Thursday, October 10, 2013

Education

There is nothing quite like an existential work crisis that is precipitated by a 9 year old. This was my experience yesterday.  FYI - if you ever want to feel validated in your career do NOT turn to children for that reassurance.  We kicked off our Fall Planting Tour at a local elementary school yesterday afternoon.  This is a fun annual program we do to teach kids three primary things:

 1) Correctly selected and planted native plants require less inputs and are more suited to the environment and wildlife.  We planted Asters in their pollinator garden.
2) Water saving tips for planting and maintenance.  The kids and their parents are now armed with rain gauges and soil moisture probes.
3) The benefits of these choices and practices when we are in a drought to make plants resiliant.  Here is where the wheels came off, or I seriously questioned the career path I have been on for the last 12 + years.

I started to talk about drought and a nine year old boy immediately said, "we don't have any droughts here.  It rains."  I was a little taken aback and was getting ready to launch into my explanation of our varying climate when a classmate piped in. "We can't have droughts we had a flood a few years ago."

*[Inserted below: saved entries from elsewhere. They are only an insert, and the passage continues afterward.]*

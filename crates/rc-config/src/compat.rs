//! Compatibility knowledge base.
//!
//! The matrix lives in `data/compat.json` (embedded as the built-in default,
//! replaceable by a file) so the table can be updated without touching the
//! detector or resolver. Lookups are tri-state: a pair of values no rule
//! covers is [`Compatibility::Unknown`], not incompatible.

use rc_common::{ToolchainAxis, Version, VersionRange};
use serde::{Deserialize, Serialize};
use std::collections::BTreeMap;
use std::path::Path;

use crate::validate::{validate_compat, ValidationError, ValidationResult};

/// Built-in compatibility matrix.
pub const BUILTIN_COMPAT_JSON: &str = include_str!("../data/compat.json");

/// Result of a compatibility lookup.
#[derive(Debug, Clone, Copy, PartialEq, Eq, Serialize, Deserialize)]
#[serde(rename_all = "snake_case")]
pub enum Compatibility {
    Compatible,
    Incompatible,
    /// No rule covers the pair; surfaced as a warning.
    Unknown,
}

/// `{axis, range}` half of a rule.
#[derive(Debug, Clone, Serialize, Deserialize)]
pub struct AxisRange {
    pub axis: ToolchainAxis,
    pub range: VersionRange,
}

/// "When `subject` holds, `requires` must hold."
#[derive(Debug, Clone, Serialize, Deserialize)]
pub struct CompatRule {
    pub subject: AxisRange,
    pub requires: AxisRange,
    #[serde(default)]
    pub note: Option<String>,
}

/// Maximum compileSdk a build-tool range has been tested against.
#[derive(Debug, Clone, Serialize, Deserialize)]
pub struct SdkLimit {
    pub build_tool: VersionRange,
    pub max_compile_sdk: u32,
}

/// On-disk shape of `compat.json`.
#[derive(Debug, Clone, Serialize, Deserialize)]
pub struct CompatTable {
    pub schema_version: String,

    #[serde(default)]
    pub description: Option<String>,

    #[serde(default)]
    pub known_versions: BTreeMap<ToolchainAxis, Vec<Version>>,

    pub rules: Vec<CompatRule>,

    #[serde(default)]
    pub sdk_limits: Vec<SdkLimit>,
}

impl CompatTable {
    /// Load the table from a JSON file.
    pub fn from_file(path: &Path) -> ValidationResult<Self> {
        let content = std::fs::read_to_string(path).map_err(|e| {
            ValidationError::IoError(format!("Failed to read {}: {}", path.display(), e))
        })?;
        Self::from_json(&content)
    }

    /// Parse the table from a JSON string.
    pub fn from_json(json: &str) -> ValidationResult<Self> {
        serde_json::from_str(json)
            .map_err(|e| ValidationError::ParseError(format!("Invalid compat JSON: {}", e)))
    }

    /// The embedded default table.
    pub fn builtin() -> ValidationResult<Self> {
        Self::from_json(BUILTIN_COMPAT_JSON)
    }
}

/// Validated, queryable compatibility matrix.
#[derive(Debug, Clone)]
pub struct KnowledgeBase {
    table: CompatTable,
}

impl KnowledgeBase {
    /// Validate a table and wrap it for lookups.
    pub fn new(table: CompatTable) -> ValidationResult<Self> {
        validate_compat(&table)?;
        Ok(KnowledgeBase { table })
    }

    /// Knowledge base from the embedded matrix.
    pub fn builtin() -> ValidationResult<Self> {
        Self::new(CompatTable::builtin()?)
    }

    pub fn table(&self) -> &CompatTable {
        &self.table
    }

    /// Whether any rule relates the two axes, in either direction.
    ///
    /// Unrelated pairs are never queried by the detector, so they never
    /// produce unknown-compatibility noise.
    pub fn relates(&self, a: ToolchainAxis, b: ToolchainAxis) -> bool {
        self.table.rules.iter().any(|r| {
            (r.subject.axis == a && r.requires.axis == b)
                || (r.subject.axis == b && r.requires.axis == a)
        })
    }

    /// Tri-state compatibility of `va` on `axis_a` with `vb` on `axis_b`.
    ///
    /// Rules are evaluated in both directions. Any violated rule makes the
    /// pair incompatible; otherwise the pair is compatible when at least one
    /// rule applied and unknown when none did.
    pub fn is_compatible(
        &self,
        axis_a: ToolchainAxis,
        va: &Version,
        axis_b: ToolchainAxis,
        vb: &Version,
    ) -> Compatibility {
        if axis_a == axis_b {
            return if va == vb {
                Compatibility::Compatible
            } else {
                Compatibility::Incompatible
            };
        }

        let mut covered = false;
        for rule in &self.table.rules {
            let (subject_value, required_value) =
                if rule.subject.axis == axis_a && rule.requires.axis == axis_b {
                    (va, vb)
                } else if rule.subject.axis == axis_b && rule.requires.axis == axis_a {
                    (vb, va)
                } else {
                    continue;
                };

            if !rule.subject.range.contains(subject_value) {
                continue;
            }
            covered = true;
            if !rule.requires.range.contains(required_value) {
                return Compatibility::Incompatible;
            }
        }

        if covered {
            Compatibility::Compatible
        } else {
            Compatibility::Unknown
        }
    }

    /// Known values on `axis_b` that are compatible with `va`, newest first.
    pub fn suggest_compatible(
        &self,
        axis_a: ToolchainAxis,
        va: &Version,
        axis_b: ToolchainAxis,
    ) -> Vec<Version> {
        let mut out: Vec<Version> = self
            .table
            .known_versions
            .get(&axis_b)
            .map(|known| {
                known
                    .iter()
                    .filter(|vb| {
                        self.is_compatible(axis_a, va, axis_b, vb) == Compatibility::Compatible
                    })
                    .cloned()
                    .collect()
            })
            .unwrap_or_default();
        out.sort_by(|a, b| b.cmp(a));
        out.dedup();
        out
    }

    /// Notes of the rules that make a pair incompatible, for explanations.
    pub fn violated_notes(
        &self,
        axis_a: ToolchainAxis,
        va: &Version,
        axis_b: ToolchainAxis,
        vb: &Version,
    ) -> Vec<String> {
        self.table
            .rules
            .iter()
            .filter_map(|rule| {
                let (sv, rv) = if rule.subject.axis == axis_a && rule.requires.axis == axis_b {
                    (va, vb)
                } else if rule.subject.axis == axis_b && rule.requires.axis == axis_a {
                    (vb, va)
                } else {
                    return None;
                };
                if rule.subject.range.contains(sv) && !rule.requires.range.contains(rv) {
                    Some(rule.note.clone().unwrap_or_else(|| {
                        format!(
                            "{} {} requires {} {}",
                            rule.subject.axis,
                            rule.subject.range,
                            rule.requires.axis,
                            rule.requires.range
                        )
                    }))
                } else {
                    None
                }
            })
            .collect()
    }

    /// Highest compileSdk tested with `build_tool`, if the table knows it.
    pub fn max_compile_sdk(&self, build_tool: &Version) -> Option<u32> {
        self.table
            .sdk_limits
            .iter()
            .filter(|l| l.build_tool.contains(build_tool))
            .map(|l| l.max_compile_sdk)
            .max()
    }
}

#[cfg(test)]
mod tests {
    use super::*;

    fn v(s: &str) -> Version {
        s.parse().unwrap()
    }

    fn kb() -> KnowledgeBase {
        KnowledgeBase::builtin().unwrap()
    }

    #[test]
    fn test_kotlin_2_2_incompatible_with_agp_8_1() {
        let kb = kb();
        assert_eq!(
            kb.is_compatible(
                ToolchainAxis::BuildTool,
                &v("8.1.1"),
                ToolchainAxis::LanguageCompiler,
                &v("2.2.21")
            ),
            Compatibility::Incompatible
        );
        assert_eq!(
            kb.is_compatible(
                ToolchainAxis::BuildTool,
                &v("8.1.1"),
                ToolchainAxis::LanguageCompiler,
                &v("1.9.22")
            ),
            Compatibility::Compatible
        );
    }

    #[test]
    fn test_lookup_is_symmetric() {
        let kb = kb();
        let forward = kb.is_compatible(
            ToolchainAxis::BuildTool,
            &v("8.1.1"),
            ToolchainAxis::Jdk,
            &v("21"),
        );
        let backward = kb.is_compatible(
            ToolchainAxis::Jdk,
            &v("21"),
            ToolchainAxis::BuildTool,
            &v("8.1.1"),
        );
        assert_eq!(forward, Compatibility::Incompatible);
        assert_eq!(forward, backward);
    }

    #[test]
    fn test_uncovered_values_are_unknown() {
        let kb = kb();
        assert_eq!(
            kb.is_compatible(
                ToolchainAxis::BuildTool,
                &v("3.6.0"),
                ToolchainAxis::Jdk,
                &v("8")
            ),
            Compatibility::Unknown
        );
    }

    #[test]
    fn test_google_services_minimum_agp() {
        let kb = kb();
        assert_eq!(
            kb.is_compatible(
                ToolchainAxis::DependencyManagementPlugin,
                &v("4.4.2"),
                ToolchainAxis::BuildTool,
                &v("7.2.0")
            ),
            Compatibility::Incompatible
        );
    }

    #[test]
    fn test_relates() {
        let kb = kb();
        assert!(kb.relates(ToolchainAxis::BuildTool, ToolchainAxis::Jdk));
        assert!(kb.relates(ToolchainAxis::Jdk, ToolchainAxis::LanguageCompiler));
        assert!(!kb.relates(ToolchainAxis::Jdk, ToolchainAxis::DependencyManagementPlugin));
    }

    #[test]
    fn test_suggest_compatible_newest_first() {
        let kb = kb();
        let suggestions = kb.suggest_compatible(
            ToolchainAxis::BuildTool,
            &v("8.1.1"),
            ToolchainAxis::LanguageCompiler,
        );
        assert_eq!(suggestions.first(), Some(&v("1.9.24")));
        assert!(suggestions.iter().all(|s| *s < v("2.0")));
        assert!(!suggestions.contains(&v("1.7.20")));
    }

    #[test]
    fn test_max_compile_sdk() {
        let kb = kb();
        assert_eq!(kb.max_compile_sdk(&v("8.1.1")), Some(34));
        assert_eq!(kb.max_compile_sdk(&v("8.9.1")), Some(36));
        assert_eq!(kb.max_compile_sdk(&v("4.0.0")), None);
    }

    #[test]
    fn test_violated_notes_explain() {
        let kb = kb();
        let notes = kb.violated_notes(
            ToolchainAxis::BuildTool,
            &v("8.1.1"),
            ToolchainAxis::LanguageCompiler,
            &v("2.2.21"),
        );
        assert_eq!(notes, vec!["Kotlin 2.x needs AGP 8.2 or newer".to_string()]);
    }
}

Okay so now you can clearly see the snowball gaining momentum down this hills.  Luckily it only crushed my self-esteem, since in those 12 years of my water career we have spent 8 in drought.    At least 4 of them in severe drought and experienced an actual water shortage.  Go me! that our citizens are so plugged in to all this!! 

It goes directly to my word: education.  These kids were 4th and 5th graders; they learned the water cycle, they studied weather, and still drought and flood can't coexist in the same region.  It is stark reminder for those of us in the industry who feel that education is some kind of feel good line item on a budget or regulatory check box to fill.  In fact education may be the only true way forward to change anything.  We have to keep engaging the public in water.  Until it is a part of their conscience we will likely struggle with funding infrastructure, nutrient loading, supply challenges, ecosystem protection, and the provision of clean water to the developing world.

Once my pride I healed, I can only thank those kids for giving me a very succinct reminder, to get out of the office, stop just crunching numbers and working on policy and get back to regularly engaging the public in the essential dialogue of water.  Maybe I will start with the guy who called to tell me he learned today that water was a limited natural resource and almost as important as oil!